Saved entries
::::::::
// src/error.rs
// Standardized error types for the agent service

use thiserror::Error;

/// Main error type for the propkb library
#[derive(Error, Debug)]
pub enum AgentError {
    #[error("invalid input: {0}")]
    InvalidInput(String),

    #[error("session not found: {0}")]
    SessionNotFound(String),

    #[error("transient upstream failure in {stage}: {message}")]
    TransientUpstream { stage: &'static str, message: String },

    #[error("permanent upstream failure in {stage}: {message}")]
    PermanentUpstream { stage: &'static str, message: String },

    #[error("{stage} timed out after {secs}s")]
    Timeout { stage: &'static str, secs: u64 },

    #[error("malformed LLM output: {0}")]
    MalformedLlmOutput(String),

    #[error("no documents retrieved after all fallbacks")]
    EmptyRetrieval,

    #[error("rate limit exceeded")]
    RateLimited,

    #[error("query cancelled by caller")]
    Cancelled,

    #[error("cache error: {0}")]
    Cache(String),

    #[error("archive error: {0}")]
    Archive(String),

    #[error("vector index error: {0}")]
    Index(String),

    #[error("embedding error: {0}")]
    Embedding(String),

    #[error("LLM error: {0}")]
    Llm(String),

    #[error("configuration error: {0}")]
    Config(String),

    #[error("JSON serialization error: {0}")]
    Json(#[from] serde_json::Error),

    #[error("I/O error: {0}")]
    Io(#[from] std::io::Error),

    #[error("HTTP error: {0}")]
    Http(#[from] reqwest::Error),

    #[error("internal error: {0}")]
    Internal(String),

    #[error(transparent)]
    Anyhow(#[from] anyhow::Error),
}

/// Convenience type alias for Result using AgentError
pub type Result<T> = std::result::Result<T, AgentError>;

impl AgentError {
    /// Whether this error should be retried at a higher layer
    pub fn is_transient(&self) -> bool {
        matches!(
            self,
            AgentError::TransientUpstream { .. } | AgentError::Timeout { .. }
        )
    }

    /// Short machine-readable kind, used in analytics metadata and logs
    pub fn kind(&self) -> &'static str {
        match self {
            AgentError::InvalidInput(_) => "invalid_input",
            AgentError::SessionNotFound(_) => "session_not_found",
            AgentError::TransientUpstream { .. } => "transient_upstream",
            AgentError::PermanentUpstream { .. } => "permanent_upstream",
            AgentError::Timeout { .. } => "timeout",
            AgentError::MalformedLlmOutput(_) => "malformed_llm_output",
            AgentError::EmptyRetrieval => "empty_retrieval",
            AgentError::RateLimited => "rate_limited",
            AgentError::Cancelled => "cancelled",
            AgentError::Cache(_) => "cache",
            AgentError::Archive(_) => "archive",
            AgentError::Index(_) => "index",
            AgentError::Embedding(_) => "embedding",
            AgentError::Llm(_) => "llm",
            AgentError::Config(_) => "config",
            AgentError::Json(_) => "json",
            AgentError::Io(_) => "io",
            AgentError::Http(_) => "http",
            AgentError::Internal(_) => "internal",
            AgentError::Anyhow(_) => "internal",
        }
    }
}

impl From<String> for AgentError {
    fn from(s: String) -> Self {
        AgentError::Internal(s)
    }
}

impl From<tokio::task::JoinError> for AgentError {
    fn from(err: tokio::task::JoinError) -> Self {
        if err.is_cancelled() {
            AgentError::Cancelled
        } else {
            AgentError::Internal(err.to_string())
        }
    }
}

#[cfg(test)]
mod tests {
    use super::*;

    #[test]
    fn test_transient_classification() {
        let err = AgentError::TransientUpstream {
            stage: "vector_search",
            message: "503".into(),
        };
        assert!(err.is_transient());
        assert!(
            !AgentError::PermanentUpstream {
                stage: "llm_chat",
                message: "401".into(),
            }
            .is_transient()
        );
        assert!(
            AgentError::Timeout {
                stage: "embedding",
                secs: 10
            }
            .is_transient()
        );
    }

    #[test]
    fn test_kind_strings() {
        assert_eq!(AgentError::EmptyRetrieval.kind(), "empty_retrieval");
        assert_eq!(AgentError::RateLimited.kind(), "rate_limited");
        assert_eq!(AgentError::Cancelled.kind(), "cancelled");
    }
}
::::::::
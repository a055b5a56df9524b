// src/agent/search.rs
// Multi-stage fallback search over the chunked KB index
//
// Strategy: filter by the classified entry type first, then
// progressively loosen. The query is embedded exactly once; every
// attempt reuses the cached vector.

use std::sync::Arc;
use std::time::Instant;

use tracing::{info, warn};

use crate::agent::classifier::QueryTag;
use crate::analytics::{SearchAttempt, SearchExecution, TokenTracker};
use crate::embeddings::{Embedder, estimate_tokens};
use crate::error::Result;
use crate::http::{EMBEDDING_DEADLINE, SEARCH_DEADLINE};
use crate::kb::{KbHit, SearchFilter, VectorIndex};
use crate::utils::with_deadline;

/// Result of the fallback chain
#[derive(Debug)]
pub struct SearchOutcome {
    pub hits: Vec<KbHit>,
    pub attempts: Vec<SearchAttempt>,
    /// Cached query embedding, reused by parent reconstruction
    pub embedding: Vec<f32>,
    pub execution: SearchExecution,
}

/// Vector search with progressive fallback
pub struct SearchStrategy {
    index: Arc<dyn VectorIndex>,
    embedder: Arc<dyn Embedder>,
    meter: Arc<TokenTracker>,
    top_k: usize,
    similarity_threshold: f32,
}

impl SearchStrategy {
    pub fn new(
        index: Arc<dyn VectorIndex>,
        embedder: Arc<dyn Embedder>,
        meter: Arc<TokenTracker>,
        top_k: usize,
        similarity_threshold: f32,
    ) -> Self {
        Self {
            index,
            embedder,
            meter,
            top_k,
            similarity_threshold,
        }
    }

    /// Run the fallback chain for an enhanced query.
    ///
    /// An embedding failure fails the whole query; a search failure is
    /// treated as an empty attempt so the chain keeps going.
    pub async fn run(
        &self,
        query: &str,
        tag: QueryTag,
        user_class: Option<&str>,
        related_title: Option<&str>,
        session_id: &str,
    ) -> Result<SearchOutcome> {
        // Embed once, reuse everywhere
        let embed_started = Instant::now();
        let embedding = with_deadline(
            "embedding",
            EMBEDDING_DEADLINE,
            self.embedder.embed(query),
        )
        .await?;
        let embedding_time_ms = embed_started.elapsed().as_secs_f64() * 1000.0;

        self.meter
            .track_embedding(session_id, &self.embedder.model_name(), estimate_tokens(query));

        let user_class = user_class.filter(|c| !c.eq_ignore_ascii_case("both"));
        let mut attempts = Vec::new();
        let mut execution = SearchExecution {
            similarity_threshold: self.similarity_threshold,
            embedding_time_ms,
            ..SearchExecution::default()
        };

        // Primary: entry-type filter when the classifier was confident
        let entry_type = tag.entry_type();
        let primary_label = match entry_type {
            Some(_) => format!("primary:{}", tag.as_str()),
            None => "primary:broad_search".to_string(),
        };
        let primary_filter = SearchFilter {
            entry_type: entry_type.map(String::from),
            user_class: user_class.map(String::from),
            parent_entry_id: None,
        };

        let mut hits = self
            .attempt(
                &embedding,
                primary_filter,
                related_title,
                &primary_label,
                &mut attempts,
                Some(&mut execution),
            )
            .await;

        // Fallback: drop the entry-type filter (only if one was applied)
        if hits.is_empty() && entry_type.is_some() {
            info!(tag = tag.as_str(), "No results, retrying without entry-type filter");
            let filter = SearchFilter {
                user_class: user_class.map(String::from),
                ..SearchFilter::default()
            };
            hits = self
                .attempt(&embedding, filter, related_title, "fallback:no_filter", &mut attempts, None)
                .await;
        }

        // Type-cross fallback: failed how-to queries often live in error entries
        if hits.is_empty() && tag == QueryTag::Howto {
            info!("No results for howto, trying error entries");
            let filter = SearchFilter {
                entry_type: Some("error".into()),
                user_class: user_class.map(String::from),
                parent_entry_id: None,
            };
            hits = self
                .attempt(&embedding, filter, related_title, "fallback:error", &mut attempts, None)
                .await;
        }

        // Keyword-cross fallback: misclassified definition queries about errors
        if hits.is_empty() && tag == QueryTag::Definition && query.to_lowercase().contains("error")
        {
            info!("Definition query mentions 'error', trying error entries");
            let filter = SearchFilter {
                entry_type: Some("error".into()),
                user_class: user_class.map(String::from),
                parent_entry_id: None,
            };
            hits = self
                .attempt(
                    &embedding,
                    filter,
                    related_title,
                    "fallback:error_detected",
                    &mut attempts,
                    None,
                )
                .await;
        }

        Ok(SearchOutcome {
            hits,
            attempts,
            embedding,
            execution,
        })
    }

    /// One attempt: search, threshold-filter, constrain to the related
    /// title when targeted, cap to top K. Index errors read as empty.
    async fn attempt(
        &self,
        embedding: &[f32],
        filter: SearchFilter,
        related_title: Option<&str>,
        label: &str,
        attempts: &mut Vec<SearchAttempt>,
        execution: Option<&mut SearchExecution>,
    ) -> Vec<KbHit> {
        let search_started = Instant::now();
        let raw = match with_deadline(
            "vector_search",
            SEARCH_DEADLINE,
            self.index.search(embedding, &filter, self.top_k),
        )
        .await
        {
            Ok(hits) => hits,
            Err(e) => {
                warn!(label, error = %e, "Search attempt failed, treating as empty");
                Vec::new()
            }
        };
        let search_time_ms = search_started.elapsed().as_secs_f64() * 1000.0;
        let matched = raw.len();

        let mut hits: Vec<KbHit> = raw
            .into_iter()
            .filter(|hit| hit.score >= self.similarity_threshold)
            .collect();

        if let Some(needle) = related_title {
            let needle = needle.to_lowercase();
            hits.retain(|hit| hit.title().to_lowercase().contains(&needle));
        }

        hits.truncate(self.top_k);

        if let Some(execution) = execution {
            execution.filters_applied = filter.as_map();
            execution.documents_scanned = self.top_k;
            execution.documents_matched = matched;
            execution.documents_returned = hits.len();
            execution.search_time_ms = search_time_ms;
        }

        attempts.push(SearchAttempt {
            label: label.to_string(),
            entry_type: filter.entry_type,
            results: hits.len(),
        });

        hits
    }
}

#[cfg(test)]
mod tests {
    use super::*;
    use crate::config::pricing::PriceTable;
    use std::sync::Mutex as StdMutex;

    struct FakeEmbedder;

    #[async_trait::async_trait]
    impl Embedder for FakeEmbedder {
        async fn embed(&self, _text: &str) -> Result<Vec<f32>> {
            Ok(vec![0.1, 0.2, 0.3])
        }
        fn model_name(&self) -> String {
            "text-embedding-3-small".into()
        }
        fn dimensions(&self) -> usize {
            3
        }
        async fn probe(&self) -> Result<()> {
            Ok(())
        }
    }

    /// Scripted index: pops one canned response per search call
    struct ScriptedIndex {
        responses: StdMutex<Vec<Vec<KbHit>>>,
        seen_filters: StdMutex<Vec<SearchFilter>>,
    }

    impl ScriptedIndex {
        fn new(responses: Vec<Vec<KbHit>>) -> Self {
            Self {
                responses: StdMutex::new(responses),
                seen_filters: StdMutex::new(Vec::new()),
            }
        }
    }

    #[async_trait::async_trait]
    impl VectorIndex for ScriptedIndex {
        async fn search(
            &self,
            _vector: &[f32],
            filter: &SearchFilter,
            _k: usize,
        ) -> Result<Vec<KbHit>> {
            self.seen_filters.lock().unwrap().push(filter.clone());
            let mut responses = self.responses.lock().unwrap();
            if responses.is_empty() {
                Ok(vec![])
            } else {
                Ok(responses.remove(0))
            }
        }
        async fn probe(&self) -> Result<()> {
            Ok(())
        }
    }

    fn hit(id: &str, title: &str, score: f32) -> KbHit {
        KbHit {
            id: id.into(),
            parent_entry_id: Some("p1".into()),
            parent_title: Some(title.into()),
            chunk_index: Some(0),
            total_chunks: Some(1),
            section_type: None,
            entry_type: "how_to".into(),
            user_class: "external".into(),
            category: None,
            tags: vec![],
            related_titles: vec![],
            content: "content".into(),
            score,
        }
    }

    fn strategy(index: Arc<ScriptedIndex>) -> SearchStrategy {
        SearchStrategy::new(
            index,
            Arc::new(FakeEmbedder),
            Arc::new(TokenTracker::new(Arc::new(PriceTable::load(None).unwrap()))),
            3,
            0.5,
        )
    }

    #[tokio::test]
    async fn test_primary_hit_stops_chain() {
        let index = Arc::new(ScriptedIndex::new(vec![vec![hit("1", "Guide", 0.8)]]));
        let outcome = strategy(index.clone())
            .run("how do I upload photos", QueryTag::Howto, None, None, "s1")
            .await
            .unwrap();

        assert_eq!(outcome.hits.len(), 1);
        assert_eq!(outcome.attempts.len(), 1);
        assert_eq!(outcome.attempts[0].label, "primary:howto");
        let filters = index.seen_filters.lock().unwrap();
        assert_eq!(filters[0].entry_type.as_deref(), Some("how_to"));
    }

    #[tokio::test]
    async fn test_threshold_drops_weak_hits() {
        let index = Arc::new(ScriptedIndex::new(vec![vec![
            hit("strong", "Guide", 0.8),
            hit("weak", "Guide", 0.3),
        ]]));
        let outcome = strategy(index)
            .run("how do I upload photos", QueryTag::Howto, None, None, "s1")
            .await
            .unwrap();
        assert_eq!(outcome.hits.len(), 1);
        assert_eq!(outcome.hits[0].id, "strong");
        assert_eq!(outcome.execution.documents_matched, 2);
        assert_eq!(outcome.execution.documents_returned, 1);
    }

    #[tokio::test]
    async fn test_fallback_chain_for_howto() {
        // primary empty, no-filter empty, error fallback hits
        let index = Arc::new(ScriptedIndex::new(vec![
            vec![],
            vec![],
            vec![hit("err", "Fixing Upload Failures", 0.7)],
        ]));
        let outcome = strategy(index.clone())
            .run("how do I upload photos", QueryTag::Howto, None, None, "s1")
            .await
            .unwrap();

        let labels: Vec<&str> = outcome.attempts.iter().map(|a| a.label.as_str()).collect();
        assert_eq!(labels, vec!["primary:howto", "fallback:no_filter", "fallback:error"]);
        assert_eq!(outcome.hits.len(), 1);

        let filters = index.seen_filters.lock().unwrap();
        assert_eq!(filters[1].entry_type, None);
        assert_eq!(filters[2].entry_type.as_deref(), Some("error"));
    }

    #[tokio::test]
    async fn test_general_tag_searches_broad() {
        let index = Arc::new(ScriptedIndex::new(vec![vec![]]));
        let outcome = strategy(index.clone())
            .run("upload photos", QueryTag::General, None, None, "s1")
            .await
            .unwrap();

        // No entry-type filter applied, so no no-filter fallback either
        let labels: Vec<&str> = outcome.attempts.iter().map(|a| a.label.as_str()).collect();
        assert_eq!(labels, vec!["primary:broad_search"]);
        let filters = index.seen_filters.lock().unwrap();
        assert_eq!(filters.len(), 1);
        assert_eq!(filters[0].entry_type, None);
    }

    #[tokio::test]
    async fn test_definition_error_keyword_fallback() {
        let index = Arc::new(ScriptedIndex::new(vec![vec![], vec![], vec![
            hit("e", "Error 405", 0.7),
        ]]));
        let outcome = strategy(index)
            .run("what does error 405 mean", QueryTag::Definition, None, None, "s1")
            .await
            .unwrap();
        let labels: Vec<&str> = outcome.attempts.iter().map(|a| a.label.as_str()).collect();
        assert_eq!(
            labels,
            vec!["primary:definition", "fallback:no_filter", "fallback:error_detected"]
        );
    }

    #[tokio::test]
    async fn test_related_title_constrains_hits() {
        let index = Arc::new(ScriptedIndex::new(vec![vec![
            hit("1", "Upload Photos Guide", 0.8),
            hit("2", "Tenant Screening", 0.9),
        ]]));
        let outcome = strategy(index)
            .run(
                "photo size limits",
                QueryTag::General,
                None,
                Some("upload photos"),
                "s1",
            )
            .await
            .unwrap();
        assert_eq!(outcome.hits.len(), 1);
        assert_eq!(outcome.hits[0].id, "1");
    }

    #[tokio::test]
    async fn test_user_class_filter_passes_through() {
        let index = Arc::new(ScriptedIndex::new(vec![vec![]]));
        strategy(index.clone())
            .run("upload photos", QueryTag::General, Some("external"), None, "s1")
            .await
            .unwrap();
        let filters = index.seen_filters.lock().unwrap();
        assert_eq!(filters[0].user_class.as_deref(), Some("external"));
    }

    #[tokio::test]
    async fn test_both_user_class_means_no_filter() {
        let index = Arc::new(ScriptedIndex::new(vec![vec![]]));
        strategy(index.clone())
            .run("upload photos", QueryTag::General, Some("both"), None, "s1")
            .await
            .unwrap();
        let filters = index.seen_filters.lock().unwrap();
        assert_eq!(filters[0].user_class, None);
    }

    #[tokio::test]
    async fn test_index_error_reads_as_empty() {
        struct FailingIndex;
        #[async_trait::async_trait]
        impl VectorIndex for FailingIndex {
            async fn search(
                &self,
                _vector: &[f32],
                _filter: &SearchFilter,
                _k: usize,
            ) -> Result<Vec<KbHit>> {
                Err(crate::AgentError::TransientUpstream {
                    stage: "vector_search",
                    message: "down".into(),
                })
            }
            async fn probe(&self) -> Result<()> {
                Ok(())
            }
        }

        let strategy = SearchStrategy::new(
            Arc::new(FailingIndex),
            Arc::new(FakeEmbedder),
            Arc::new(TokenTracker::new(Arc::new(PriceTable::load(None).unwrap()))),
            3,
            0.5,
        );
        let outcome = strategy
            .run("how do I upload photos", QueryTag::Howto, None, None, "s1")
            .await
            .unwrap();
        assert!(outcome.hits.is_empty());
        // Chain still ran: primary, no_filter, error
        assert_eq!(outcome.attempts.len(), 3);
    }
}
::::::::
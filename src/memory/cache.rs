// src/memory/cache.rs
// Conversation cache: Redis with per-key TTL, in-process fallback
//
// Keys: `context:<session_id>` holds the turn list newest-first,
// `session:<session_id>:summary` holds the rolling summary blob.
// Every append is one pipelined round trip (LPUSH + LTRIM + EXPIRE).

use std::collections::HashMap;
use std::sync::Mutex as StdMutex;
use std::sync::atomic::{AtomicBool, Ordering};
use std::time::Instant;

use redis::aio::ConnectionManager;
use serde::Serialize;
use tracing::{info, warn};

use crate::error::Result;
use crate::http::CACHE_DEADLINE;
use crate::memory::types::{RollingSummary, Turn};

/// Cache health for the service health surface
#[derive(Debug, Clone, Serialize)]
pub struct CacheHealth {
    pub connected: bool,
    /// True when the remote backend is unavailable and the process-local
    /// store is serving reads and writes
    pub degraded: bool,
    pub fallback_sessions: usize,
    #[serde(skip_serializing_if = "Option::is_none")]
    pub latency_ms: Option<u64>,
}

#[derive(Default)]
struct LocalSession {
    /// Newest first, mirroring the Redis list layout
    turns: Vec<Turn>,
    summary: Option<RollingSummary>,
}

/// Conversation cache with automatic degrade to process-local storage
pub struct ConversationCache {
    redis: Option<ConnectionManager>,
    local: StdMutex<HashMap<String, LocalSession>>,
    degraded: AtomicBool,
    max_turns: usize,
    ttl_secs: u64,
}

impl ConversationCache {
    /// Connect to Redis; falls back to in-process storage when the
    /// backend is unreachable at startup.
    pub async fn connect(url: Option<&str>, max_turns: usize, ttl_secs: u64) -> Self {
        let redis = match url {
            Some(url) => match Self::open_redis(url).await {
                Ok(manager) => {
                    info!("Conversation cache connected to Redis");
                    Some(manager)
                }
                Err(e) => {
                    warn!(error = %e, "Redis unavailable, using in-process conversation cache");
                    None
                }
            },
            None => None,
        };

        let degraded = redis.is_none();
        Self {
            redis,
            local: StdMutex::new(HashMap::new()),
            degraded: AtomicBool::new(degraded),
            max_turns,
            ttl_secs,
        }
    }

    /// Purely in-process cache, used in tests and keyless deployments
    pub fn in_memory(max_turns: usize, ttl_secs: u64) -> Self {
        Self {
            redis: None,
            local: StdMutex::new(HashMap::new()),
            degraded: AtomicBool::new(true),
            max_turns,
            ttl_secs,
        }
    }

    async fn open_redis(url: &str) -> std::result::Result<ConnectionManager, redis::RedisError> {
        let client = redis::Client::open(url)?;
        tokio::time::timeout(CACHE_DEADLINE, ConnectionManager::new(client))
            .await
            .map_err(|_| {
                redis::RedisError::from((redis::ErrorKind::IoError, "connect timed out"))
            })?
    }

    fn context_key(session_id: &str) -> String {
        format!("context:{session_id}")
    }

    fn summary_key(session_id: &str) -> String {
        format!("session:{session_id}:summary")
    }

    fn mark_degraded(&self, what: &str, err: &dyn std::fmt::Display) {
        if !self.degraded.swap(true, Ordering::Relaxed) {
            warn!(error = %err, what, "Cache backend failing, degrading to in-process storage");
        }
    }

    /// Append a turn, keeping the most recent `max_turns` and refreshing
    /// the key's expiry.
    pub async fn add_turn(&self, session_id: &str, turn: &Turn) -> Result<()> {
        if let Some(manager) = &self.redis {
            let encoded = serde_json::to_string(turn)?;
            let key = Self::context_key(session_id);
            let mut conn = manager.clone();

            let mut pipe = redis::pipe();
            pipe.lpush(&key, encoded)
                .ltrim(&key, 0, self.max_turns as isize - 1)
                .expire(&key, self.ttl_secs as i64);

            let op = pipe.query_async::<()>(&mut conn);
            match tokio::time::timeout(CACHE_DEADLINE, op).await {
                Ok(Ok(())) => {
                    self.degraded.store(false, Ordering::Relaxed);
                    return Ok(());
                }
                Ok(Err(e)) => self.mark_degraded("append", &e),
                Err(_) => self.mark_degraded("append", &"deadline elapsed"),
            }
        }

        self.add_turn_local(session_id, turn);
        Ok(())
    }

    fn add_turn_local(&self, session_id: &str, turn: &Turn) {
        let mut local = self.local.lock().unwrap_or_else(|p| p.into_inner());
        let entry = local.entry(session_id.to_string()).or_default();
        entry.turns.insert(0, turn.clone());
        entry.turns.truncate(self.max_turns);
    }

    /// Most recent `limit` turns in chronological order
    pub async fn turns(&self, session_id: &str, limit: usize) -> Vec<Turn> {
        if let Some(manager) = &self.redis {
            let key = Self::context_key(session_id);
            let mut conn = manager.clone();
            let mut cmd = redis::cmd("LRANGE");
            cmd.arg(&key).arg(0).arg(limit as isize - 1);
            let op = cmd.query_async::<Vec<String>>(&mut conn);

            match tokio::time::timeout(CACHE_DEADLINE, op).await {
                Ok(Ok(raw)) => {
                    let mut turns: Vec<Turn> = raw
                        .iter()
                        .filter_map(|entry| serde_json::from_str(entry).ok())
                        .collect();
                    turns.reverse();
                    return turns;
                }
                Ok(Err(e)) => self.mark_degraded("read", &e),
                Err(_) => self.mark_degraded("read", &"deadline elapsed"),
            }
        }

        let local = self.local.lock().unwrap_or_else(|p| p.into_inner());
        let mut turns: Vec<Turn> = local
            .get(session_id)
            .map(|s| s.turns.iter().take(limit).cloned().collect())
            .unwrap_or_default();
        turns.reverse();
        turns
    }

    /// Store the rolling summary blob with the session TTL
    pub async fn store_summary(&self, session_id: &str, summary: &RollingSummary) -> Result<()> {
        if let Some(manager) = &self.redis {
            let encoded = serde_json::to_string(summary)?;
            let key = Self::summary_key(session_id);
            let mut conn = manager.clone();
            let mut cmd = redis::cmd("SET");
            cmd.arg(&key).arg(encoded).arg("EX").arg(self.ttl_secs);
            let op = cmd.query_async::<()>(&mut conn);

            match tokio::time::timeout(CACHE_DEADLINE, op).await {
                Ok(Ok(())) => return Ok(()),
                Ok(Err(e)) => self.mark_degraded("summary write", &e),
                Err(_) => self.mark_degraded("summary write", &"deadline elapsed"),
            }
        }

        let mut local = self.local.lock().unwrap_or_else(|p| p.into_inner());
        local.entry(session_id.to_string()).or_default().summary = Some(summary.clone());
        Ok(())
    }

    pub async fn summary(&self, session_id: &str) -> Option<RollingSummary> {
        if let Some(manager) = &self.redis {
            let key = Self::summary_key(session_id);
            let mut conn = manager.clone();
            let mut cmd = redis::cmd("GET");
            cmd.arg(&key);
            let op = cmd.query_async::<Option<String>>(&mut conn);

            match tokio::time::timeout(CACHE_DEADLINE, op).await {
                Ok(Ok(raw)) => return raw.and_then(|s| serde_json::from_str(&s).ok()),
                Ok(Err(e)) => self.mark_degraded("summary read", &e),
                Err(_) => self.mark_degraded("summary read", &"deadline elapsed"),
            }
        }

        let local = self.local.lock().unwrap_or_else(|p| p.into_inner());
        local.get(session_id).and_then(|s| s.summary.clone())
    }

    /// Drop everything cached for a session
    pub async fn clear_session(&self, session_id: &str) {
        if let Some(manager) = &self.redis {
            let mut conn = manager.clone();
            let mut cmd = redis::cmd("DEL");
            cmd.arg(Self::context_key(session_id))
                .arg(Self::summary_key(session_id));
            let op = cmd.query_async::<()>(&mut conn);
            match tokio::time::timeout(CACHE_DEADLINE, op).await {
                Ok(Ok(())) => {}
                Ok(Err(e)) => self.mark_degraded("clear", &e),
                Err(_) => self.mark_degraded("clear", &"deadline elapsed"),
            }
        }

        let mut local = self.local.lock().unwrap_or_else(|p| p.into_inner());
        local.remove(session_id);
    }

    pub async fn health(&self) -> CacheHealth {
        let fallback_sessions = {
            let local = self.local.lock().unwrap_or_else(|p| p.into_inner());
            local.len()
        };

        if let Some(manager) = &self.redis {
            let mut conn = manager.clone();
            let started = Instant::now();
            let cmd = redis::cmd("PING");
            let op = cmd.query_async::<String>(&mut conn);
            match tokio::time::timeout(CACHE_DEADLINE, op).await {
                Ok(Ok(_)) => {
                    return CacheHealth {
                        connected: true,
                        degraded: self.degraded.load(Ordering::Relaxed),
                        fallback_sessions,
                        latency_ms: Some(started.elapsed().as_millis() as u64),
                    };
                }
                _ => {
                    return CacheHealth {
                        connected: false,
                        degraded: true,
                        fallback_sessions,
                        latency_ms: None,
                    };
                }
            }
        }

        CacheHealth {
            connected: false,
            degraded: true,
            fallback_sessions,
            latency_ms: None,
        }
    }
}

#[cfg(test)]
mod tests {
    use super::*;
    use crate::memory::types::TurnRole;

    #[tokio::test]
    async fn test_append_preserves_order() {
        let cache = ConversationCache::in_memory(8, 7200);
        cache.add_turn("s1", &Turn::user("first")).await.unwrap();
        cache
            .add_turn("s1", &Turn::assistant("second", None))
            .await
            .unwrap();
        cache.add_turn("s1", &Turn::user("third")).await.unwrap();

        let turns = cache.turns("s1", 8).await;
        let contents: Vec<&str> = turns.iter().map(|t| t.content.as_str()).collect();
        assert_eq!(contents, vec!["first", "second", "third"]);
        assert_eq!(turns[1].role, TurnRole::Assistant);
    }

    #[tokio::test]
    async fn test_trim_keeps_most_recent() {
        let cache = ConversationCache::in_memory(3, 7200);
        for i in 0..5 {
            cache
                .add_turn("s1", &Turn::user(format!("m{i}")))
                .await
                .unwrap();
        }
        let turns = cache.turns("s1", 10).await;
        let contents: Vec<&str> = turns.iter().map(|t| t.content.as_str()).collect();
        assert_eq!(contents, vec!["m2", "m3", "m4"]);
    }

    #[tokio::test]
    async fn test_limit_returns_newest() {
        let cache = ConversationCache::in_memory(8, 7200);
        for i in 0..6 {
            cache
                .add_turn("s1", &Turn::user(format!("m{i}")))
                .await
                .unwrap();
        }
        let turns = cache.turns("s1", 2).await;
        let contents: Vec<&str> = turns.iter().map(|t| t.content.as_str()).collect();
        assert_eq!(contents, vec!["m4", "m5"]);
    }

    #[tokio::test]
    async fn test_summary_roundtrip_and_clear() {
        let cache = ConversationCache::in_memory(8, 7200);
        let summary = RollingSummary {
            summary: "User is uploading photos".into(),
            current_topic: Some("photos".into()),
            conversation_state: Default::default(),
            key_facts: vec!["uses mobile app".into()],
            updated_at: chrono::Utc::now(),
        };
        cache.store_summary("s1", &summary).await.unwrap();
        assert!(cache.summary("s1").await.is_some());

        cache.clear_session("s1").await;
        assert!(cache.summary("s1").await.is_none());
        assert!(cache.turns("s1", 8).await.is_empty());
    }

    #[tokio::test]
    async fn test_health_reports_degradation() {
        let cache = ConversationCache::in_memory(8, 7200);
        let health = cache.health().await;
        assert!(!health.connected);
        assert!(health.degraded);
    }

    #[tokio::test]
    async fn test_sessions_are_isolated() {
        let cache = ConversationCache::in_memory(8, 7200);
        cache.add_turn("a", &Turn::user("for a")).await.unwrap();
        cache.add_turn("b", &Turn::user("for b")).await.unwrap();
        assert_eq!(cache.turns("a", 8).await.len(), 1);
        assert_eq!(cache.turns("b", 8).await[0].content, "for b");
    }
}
::::::::
▶ _Task brief_: Copy out every line in the records where the word "SessionNotFound" is found.

▶ _Solution to this exercise_:
    SessionNotFound(String),
            AgentError::SessionNotFound(_) => "session_not_found",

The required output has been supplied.